Compassion Prison Project

Updated: Apr 16

Compassion Prison Project

Unaddressed childhood trauma changes how we respond to the world and when triggered, we make choices that sometimes have devastating consequences including domestic violence, addiction, murder and prison.

When the world is viewed through the lens of the victim, the perpetrator is shunned and de-humanized. We de-humanize those we fear, those we don’t understand, those we reject, the stranger, and those who are foreign or different. 

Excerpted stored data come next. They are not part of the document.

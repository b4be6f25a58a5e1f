//! Axis-aligned box primitives and small vector helpers.

use glam::Vec3;

use crate::config::{PLAYER_DEPTH, PLAYER_HEIGHT, PLAYER_WIDTH};

/// Componentwise absolute-difference proximity test.
pub fn close_to(a: Vec3, b: Vec3, tolerance: f32) -> bool {
    (a.x - b.x).abs() < tolerance
        && (a.y - b.y).abs() < tolerance
        && (a.z - b.z).abs() < tolerance
}

/// Axis-aligned bounding box. `min <= max` componentwise.
#[derive(Clone, Copy, Debug, PartialEq)]
pub struct Aabb {
    pub min: Vec3,
    pub max: Vec3,
}

impl Aabb {
    pub fn new(min: Vec3, max: Vec3) -> Self {
        debug_assert!(min.x <= max.x && min.y <= max.y && min.z <= max.z);
        Self { min, max }
    }

    pub fn from_center_size(center: Vec3, size: Vec3) -> Self {
        let half = size * 0.5;
        Self {
            min: center - half,
            max: center + half,
        }
    }

    /// Strict overlap on all three axes. Boxes that merely touch on a
    /// face do not intersect, which is what lets the player rest
    /// exactly on an obstacle top without re-colliding every tick.
    pub fn intersects(&self, other: &Aabb) -> bool {
        self.max.x > other.min.x
            && self.min.x < other.max.x
            && self.max.y > other.min.y
            && self.min.y < other.max.y
            && self.max.z > other.min.z
            && self.min.z < other.max.z
    }

    /// Per-axis penetration depths against `other`: the lesser of the
    /// two possible push-out distances on each axis, or 0.0 where the
    /// boxes are disjoint on that axis.
    pub fn overlap_depths(&self, other: &Aabb) -> Vec3 {
        Vec3::new(
            overlap_1d(self.min.x, self.max.x, other.min.x, other.max.x),
            overlap_1d(self.min.y, self.max.y, other.min.y, other.max.y),
            overlap_1d(self.min.z, self.max.z, other.min.z, other.max.z),
        )
    }
}

fn overlap_1d(a_min: f32, a_max: f32, b_min: f32, b_max: f32) -> f32 {
    if a_max > b_min && a_min < b_max {
        (a_max - b_min).min(b_max - a_min)
    } else {
        0.0
    }
}

/// Player box for a given feet position: centered horizontally, feet
/// at `position.y`.
pub fn player_aabb(position: Vec3) -> Aabb {
    let center = position + Vec3::new(0.0, PLAYER_HEIGHT * 0.5, 0.0);
    Aabb::from_center_size(
        center,
        Vec3::new(PLAYER_WIDTH, PLAYER_HEIGHT, PLAYER_DEPTH),
    )
}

We de-humanize those we fight or kill in war or conflict, we de-humanize terrorists, we de-humanize prison inmates, and we de-humanize gang members. 

Healing begins when we widen our narrow perspective on life developed in childhood to gain the big picture that holds both the energy of the victim and perpetrator. 

The vast majority of victims shun the perpetrator out of fear and grief. The guilt, shame, regret, anger, fear, and grief are energetically carried within the cellular memory of the body. It may impact the cellular expression of the genes. It may pass transgenerationally down through each family system to the descendants.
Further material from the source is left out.